Log errors: \nFatal error: entire web request took longer than 10 seconds and timed out in /var/cake_1.2.
0.6311-beta
\nFatal error: entire web request took longer than 10 seconds and timed out in /var/cake_1.2.0.6311-beta

Running this command directly works (case 1), but it seems invoking the same via a PHP exec which is triggered via a Jenkins project is not catching the same (case 2).

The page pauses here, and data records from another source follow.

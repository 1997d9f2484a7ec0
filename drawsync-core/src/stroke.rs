//! # Strokes
//!
//! Brush strokes travel as points, and every participant rasterizes them with the functions here.
//! The rasterizer only uses correctly rounded IEEE operations (no trigonometry, no fused ops), so
//! all participants stamp identical pixels.

use crate::{
    blend::PatchMode,
    color::Rgba8,
    raster::{Mask, Patch},
    util::{FiniteF32, FiniteF32Error, Rect},
};

/// Hard upper limit on dabs along a single segment, to bound work on absurd inputs.
const MAX_DABS_PER_SEGMENT: u32 = 4096;

/// A canvas position with pen pressure.
#[derive(Copy, Clone, PartialEq, Eq, Debug)]
pub struct Point {
    x: FiniteF32,
    y: FiniteF32,
    /// Advisory, in `[0, 1]`. Scales brush radius, never used by flood fill.
    pressure: FiniteF32,
}
impl Point {
    /// Create a point. Pressure is clamped into `[0, 1]`.
    pub fn new(x: f32, y: f32, pressure: f32) -> Result<Self, FiniteF32Error> {
        Ok(Self {
            x: FiniteF32::new(x)?,
            y: FiniteF32::new(y)?,
            pressure: FiniteF32::new_unit(pressure)?,
        })
    }
    #[must_use]
    pub fn x(&self) -> f32 {
        self.x.get()
    }
    #[must_use]
    pub fn y(&self) -> f32 {
        self.y.get()
    }
    #[must_use]
    pub fn pressure(&self) -> f32 {
        self.pressure.get()
    }
    /// The integer pixel containing this point.
    #[must_use]
    pub fn pixel(&self) -> (i64, i64) {
        (
            az::saturating_cast(self.x().floor()),
            az::saturating_cast(self.y().floor()),
        )
    }
}

/// Brush settings carried by every stroke point.
#[derive(Copy, Clone, PartialEq, Eq, Debug)]
pub struct Brush {
    pub color: Rgba8,
    /// Radius at full pressure, in pixels.
    pub radius: FiniteF32,
    pub mode: PatchMode,
}
impl Brush {
    /// An eraser: replaces covered pixels with transparency.
    #[must_use]
    pub fn eraser(radius: FiniteF32) -> Self {
        Self {
            color: Rgba8::TRANSPARENT,
            radius,
            mode: PatchMode::Replace,
        }
    }
    /// Radius of a dab at the given pressure. Never smaller than half a pixel, so
    /// a feather-light touch still marks the pixel under the pen.
    #[must_use]
    pub fn radius_at(&self, pressure: f32) -> f32 {
        (self.radius.get().abs() * pressure).max(0.5)
    }
}
impl Default for Brush {
    fn default() -> Self {
        Self {
            color: Rgba8::BLACK,
            radius: FiniteF32::new(4.0).unwrap_or(FiniteF32::ONE),
            mode: PatchMode::Blend,
        }
    }
}

#[derive(Copy, Clone, Debug)]
struct Dab {
    x: f32,
    y: f32,
    radius: f32,
}
impl Dab {
    /// Pixel bounds as `[left, top, right, bottom)`.
    fn bounds(&self) -> [i64; 4] {
        [
            az::saturating_cast((self.x - self.radius).floor()),
            az::saturating_cast((self.y - self.radius).floor()),
            az::saturating_cast((self.x + self.radius).ceil()),
            az::saturating_cast((self.y + self.radius).ceil()),
        ]
    }
    fn covers(&self, px: i64, py: i64) -> bool {
        // Pixel centers.
        #[allow(clippy::cast_precision_loss)]
        let (cx, cy) = (px as f32 + 0.5, py as f32 + 0.5);
        let (dx, dy) = (cx - self.x, cy - self.y);
        dx * dx + dy * dy <= self.radius * self.radius
    }
}

/// Dabs stamped for a stroke moving from `from` (already stamped) to `to`.
fn dabs(brush: &Brush, from: Option<&Point>, to: &Point) -> smallvec::SmallVec<[Dab; 8]> {
    let end = Dab {
        x: to.x(),
        y: to.y(),
        radius: brush.radius_at(to.pressure()),
    };
    let Some(from) = from else {
        return smallvec::smallvec![end];
    };
    let start_radius = brush.radius_at(from.pressure());
    let spacing = (start_radius.min(end.radius) * 0.5).max(1.0);
    let (dx, dy) = (to.x() - from.x(), to.y() - from.y());
    let distance = (dx * dx + dy * dy).sqrt();
    let steps: u32 = az::saturating_cast((distance / spacing).ceil());
    let steps = steps.clamp(1, MAX_DABS_PER_SEGMENT);

    (1..=steps)
        .map(|i| {
            #[allow(clippy::cast_precision_loss)]
            let t = i as f32 / steps as f32;
            let pressure = from.pressure() + (to.pressure() - from.pressure()) * t;
            Dab {
                x: from.x() + dx * t,
                y: from.y() + dy * t,
                radius: brush.radius_at(pressure),
            }
        })
        .collect()
}

/// Rasterize one stroke step into a single patch, clipped to `clip`.
///
/// All dabs of the step are unioned into one mask, so a translucent brush does not darken
/// where its own dabs overlap. Returns `None` if nothing lands inside `clip`.
#[must_use]
pub fn rasterize(brush: &Brush, from: Option<&Point>, to: &Point, clip: Rect) -> Option<Patch> {
    let dabs = dabs(brush, from, to);
    let [mut left, mut top, mut right, mut bottom] = dabs.first()?.bounds();
    for dab in dabs.iter().skip(1) {
        let [l, t, r, b] = dab.bounds();
        left = left.min(l);
        top = top.min(t);
        right = right.max(r);
        bottom = bottom.max(b);
    }
    let bounds = Rect::new(
        az::saturating_cast(left),
        az::saturating_cast(top),
        az::saturating_cast(right.saturating_sub(left)),
        az::saturating_cast(bottom.saturating_sub(top)),
    );
    let area = bounds.intersection(&clip)?;

    let mut mask = Mask::new(area.width, area.height);
    for dab in &dabs {
        let [l, t, r, b] = dab.bounds();
        let dab_rect = Rect::new(
            az::saturating_cast(l),
            az::saturating_cast(t),
            az::saturating_cast(r.saturating_sub(l)),
            az::saturating_cast(b.saturating_sub(t)),
        );
        let Some(dab_area) = dab_rect.intersection(&area) else {
            continue;
        };
        for (x, y) in dab_area.iter_pixels() {
            if dab.covers(x.into(), y.into()) {
                mask.set(x - area.x, y - area.y, true);
            }
        }
    }
    if mask.count() == 0 {
        return None;
    }
    Some(Patch::masked(area.x, area.y, mask, brush.color, brush.mode))
}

Following is the PHP code of case 2 -

$errorLogCommand = '/usr/local/nagios/libexec/check_logwarn -d /tmp/logwarn_hiphop_error -p /mnt/log/hiphop/error_'.$date.'.log "^.*Fatal*"';
$output = exec($errorLogCommand);
file_put_contents('/var/cake_1.2.0.6311-beta/deployment/deployment.log', "\n ".date("Y-m-d H:i:s")." Checked error key words in error_".$date.".log. command -> ".$errorLogCommand, FILE_APPEND);
if($output!="OK: No log errors found")
{
    file_put_contents('/var/cake_1.2.0.6311-beta/deployment/deployment.log', "\n ".date("Y-m-d H:i:s")." - Hiphop errors -> ".$output, FILE_APPEND);

    $failure=true;
    break;
}
else
{
    file_put_contents('/var/cake_1.2.0.6311-beta/deployment/deployment.log', "\n ".date("Y-m-d H:i:s")." - No Error found -> ".$output, FILE_APPEND);
}

Following is the output -

 2017-03-20 14:16:45 Checked error key words in error_20170320.log. command -> /usr/local/nagios/libexec/
check_logwarn -d /tmp/logwarn_hiphop_error -p /mnt/log/hiphop/error_20170320.log "Fatal"
 2017-03-20 14:16:45 - No Error found -> OK: No log errors found

Note that with the same nagios command (/usr/local/nagios/libexec/check_logwarn) as in case 1, log error is not detected in this case, unexpectedly.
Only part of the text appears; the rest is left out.